Filter the material, keeping only lines with the word "configurations".

───── SUPPLIED MATERIAL

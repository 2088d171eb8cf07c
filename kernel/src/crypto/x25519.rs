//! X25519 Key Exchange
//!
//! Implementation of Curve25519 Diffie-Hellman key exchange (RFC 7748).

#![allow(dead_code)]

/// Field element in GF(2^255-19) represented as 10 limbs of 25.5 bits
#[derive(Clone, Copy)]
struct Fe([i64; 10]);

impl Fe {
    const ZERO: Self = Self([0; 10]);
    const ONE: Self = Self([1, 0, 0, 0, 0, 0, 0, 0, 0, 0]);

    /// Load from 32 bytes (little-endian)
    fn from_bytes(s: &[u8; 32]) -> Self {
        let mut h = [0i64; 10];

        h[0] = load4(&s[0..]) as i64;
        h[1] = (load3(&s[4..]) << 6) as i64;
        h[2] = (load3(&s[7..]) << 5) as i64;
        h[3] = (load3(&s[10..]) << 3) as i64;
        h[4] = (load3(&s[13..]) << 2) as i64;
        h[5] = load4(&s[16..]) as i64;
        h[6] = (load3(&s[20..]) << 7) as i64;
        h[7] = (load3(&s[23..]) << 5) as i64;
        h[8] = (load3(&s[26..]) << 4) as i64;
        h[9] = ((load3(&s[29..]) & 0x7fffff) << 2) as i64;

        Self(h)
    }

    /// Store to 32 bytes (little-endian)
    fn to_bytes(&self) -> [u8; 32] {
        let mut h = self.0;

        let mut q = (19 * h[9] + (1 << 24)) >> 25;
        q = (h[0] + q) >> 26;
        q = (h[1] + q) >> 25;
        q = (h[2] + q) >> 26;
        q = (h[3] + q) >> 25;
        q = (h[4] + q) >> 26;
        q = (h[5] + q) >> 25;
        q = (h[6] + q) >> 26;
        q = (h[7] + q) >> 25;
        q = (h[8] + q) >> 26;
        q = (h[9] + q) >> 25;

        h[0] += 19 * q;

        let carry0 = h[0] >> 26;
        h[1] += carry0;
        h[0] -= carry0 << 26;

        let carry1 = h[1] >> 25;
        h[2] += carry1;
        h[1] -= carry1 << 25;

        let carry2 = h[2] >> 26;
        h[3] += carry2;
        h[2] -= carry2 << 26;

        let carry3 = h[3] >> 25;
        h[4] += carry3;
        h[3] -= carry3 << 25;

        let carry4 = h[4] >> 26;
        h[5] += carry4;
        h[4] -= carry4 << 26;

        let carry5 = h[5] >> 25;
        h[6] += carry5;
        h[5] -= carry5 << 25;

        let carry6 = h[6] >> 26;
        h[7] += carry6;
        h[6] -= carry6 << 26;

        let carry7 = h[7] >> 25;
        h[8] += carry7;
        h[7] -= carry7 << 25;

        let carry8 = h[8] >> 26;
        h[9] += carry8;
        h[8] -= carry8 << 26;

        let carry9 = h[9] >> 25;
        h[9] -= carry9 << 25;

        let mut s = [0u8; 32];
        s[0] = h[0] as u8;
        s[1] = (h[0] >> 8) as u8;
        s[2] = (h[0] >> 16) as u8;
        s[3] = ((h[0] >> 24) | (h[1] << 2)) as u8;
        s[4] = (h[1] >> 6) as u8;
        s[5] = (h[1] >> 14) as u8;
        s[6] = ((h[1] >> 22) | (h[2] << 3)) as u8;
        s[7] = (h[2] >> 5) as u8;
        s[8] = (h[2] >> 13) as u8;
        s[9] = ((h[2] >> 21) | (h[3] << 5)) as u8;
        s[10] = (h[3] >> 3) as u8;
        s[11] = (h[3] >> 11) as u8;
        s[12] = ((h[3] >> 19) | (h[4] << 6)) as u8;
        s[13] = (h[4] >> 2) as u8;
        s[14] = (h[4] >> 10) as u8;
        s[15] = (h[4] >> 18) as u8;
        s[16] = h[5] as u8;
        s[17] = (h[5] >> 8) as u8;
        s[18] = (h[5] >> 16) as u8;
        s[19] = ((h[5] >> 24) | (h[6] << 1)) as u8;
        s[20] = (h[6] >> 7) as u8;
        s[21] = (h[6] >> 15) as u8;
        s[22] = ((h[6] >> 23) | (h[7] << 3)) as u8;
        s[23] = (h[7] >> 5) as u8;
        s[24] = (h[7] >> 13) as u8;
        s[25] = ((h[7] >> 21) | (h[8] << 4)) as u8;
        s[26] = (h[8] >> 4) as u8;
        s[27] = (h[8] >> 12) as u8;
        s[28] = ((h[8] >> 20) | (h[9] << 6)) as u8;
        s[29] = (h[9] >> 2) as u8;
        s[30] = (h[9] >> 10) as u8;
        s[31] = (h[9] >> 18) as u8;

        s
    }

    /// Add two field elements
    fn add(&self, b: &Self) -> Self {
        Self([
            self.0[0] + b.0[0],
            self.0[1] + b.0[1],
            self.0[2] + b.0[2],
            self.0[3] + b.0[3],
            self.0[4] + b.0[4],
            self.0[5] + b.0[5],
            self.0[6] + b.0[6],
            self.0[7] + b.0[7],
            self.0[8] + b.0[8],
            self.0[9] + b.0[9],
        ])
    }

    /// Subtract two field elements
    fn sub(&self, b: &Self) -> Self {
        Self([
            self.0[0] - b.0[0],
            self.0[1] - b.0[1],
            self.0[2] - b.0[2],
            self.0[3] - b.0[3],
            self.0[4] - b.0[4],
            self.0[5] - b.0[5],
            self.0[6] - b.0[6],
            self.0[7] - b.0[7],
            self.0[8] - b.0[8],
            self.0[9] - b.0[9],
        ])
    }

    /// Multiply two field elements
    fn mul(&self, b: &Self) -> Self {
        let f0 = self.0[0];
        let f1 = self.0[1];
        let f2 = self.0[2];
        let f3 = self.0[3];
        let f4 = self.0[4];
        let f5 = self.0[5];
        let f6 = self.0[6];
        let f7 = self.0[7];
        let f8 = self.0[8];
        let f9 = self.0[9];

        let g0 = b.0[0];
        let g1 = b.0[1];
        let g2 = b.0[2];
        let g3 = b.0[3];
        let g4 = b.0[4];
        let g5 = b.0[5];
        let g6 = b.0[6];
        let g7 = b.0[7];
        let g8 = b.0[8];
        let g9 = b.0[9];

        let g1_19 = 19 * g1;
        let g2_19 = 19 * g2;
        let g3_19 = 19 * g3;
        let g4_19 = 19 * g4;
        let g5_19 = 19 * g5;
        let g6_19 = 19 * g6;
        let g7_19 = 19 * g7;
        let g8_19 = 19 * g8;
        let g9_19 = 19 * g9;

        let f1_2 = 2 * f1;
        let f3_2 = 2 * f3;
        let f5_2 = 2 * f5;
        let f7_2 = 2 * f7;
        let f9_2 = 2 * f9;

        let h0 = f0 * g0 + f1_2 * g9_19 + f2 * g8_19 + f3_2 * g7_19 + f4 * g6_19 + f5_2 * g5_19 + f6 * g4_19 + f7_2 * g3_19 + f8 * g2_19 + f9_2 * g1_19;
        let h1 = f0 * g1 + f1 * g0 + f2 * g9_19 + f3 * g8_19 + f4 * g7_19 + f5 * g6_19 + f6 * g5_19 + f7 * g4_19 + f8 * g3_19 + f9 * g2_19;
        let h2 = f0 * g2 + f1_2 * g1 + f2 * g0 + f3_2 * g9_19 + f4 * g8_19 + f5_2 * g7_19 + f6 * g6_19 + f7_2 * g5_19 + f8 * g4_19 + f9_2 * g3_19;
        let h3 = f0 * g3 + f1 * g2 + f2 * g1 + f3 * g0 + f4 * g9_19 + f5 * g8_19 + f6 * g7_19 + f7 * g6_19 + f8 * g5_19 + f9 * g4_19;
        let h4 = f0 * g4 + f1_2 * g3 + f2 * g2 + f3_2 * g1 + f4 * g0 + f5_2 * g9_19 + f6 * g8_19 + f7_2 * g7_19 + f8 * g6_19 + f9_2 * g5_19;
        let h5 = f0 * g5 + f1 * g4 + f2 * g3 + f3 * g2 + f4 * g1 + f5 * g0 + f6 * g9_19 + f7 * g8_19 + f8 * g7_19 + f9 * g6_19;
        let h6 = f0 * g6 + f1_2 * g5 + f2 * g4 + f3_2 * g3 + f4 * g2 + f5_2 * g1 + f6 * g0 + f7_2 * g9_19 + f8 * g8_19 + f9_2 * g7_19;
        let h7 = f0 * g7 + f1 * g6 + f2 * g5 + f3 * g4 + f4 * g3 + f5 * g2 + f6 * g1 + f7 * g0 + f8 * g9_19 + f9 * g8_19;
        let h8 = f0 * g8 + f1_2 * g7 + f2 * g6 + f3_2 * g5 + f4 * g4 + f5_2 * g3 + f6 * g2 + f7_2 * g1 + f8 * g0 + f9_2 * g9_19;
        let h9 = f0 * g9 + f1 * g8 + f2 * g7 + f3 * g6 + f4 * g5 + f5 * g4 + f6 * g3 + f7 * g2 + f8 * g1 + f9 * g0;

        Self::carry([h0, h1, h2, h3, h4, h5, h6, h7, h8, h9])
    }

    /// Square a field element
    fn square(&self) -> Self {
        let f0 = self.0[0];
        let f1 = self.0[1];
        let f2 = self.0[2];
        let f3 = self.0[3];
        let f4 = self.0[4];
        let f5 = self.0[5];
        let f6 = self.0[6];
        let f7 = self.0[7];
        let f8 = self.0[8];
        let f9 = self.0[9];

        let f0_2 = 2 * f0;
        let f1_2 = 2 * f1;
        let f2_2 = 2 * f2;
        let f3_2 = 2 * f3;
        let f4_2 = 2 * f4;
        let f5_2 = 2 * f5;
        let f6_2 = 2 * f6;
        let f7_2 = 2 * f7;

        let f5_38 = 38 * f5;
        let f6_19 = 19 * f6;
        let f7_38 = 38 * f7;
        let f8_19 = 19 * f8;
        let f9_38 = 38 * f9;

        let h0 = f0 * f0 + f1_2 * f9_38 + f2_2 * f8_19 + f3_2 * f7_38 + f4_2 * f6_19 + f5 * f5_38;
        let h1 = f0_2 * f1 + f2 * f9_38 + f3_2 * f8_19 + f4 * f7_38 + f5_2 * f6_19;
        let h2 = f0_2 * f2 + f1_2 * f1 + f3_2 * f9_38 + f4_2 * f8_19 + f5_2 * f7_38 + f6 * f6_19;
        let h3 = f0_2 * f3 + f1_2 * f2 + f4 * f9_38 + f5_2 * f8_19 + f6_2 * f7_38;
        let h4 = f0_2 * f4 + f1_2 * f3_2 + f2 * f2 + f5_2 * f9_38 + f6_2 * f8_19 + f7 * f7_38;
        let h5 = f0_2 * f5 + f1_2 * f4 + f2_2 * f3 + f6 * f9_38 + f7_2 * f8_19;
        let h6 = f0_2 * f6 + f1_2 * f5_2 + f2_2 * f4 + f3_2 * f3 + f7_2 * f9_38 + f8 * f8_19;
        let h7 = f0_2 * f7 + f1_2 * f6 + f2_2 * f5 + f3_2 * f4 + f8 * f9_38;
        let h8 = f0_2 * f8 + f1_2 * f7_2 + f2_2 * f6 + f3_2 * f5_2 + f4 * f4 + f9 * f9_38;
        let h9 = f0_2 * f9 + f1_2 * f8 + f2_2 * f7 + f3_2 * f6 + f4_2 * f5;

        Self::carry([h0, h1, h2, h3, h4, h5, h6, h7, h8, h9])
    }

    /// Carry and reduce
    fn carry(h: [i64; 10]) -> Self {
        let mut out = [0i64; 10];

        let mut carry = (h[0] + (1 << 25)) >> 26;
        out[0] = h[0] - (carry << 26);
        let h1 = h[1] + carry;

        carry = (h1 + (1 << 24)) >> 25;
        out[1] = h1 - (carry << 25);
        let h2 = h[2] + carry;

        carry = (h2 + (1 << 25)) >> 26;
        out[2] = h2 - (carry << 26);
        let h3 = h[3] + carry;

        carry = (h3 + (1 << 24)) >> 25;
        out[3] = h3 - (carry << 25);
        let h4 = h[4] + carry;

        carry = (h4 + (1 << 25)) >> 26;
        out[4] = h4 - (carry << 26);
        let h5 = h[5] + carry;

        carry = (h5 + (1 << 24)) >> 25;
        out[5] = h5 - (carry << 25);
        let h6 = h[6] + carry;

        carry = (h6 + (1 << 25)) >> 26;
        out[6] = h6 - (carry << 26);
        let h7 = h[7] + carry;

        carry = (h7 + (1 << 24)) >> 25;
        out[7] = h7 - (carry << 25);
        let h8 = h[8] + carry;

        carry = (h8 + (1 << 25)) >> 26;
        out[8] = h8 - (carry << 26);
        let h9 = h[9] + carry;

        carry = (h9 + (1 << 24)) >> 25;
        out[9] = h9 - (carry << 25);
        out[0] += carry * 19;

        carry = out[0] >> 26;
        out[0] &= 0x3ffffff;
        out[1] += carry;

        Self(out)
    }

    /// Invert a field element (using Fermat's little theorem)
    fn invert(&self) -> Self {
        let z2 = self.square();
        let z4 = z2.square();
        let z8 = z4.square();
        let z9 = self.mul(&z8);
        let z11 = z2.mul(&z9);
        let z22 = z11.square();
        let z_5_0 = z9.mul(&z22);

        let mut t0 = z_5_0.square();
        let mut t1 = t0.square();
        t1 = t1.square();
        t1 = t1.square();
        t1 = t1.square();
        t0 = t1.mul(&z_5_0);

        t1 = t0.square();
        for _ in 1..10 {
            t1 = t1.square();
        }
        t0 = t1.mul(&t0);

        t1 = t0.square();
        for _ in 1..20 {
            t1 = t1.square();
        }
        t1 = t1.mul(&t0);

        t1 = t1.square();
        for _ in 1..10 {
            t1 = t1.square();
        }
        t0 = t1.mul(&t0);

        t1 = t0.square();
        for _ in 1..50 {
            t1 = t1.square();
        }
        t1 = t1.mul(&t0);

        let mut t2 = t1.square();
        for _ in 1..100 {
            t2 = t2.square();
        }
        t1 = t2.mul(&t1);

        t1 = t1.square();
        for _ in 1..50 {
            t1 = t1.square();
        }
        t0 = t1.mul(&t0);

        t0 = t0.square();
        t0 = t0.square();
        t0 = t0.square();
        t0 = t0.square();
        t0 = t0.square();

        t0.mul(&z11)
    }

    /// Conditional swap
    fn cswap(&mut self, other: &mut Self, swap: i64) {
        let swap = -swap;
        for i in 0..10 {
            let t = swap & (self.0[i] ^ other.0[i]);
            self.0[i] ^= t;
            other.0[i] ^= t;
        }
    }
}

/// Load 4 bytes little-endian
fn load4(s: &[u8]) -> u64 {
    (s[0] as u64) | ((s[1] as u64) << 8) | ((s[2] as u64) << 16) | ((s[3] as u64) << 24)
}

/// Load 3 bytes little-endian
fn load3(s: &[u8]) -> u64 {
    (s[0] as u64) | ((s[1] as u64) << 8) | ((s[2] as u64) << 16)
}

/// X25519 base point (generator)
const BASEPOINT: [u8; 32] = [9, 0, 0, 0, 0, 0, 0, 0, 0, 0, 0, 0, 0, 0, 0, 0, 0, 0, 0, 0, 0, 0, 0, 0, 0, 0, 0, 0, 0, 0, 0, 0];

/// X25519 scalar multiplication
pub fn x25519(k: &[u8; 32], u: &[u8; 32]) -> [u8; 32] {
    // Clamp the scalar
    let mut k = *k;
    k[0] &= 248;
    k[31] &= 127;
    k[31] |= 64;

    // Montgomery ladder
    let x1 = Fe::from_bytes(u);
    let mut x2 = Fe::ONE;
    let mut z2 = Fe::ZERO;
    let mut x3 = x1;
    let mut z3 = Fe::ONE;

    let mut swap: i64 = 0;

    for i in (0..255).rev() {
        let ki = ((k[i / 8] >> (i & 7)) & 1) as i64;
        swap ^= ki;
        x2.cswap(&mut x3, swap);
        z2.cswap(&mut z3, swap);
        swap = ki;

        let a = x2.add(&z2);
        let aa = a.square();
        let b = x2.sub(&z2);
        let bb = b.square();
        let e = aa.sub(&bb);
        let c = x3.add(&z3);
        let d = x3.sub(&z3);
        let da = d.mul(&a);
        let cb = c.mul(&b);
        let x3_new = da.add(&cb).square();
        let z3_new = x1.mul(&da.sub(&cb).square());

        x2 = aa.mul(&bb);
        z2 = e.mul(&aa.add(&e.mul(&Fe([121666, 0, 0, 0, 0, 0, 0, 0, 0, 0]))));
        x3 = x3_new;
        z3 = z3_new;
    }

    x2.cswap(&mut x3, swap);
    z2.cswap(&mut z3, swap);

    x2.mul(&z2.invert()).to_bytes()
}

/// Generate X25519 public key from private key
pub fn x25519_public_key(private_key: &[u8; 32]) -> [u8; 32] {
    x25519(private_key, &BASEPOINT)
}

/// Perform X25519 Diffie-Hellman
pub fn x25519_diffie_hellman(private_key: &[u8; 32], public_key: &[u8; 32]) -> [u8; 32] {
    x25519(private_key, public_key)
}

──────────
───── SUPPLIED MATERIAL

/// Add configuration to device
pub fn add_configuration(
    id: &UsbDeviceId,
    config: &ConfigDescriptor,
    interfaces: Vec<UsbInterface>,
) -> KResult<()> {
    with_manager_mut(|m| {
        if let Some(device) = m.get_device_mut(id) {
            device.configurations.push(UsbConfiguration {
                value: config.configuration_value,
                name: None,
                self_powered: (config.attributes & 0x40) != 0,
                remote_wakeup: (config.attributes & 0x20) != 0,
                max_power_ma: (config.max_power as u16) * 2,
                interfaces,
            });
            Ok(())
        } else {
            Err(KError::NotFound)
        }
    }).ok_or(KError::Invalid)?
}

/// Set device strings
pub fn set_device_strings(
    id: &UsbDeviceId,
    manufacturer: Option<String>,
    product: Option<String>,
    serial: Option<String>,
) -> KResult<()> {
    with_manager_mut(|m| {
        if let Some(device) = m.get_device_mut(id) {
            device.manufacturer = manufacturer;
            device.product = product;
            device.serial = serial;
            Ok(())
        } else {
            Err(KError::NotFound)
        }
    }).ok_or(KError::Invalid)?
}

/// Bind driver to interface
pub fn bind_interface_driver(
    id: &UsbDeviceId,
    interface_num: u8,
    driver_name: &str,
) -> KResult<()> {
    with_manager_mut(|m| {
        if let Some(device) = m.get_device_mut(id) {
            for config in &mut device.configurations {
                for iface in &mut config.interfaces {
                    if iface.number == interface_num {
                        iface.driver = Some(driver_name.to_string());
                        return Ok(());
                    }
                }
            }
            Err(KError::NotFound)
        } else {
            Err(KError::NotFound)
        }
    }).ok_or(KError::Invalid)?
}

──────────

(RESPONSE):
            device.configurations.push(UsbConfiguration {
            for config in &mut device.configurations {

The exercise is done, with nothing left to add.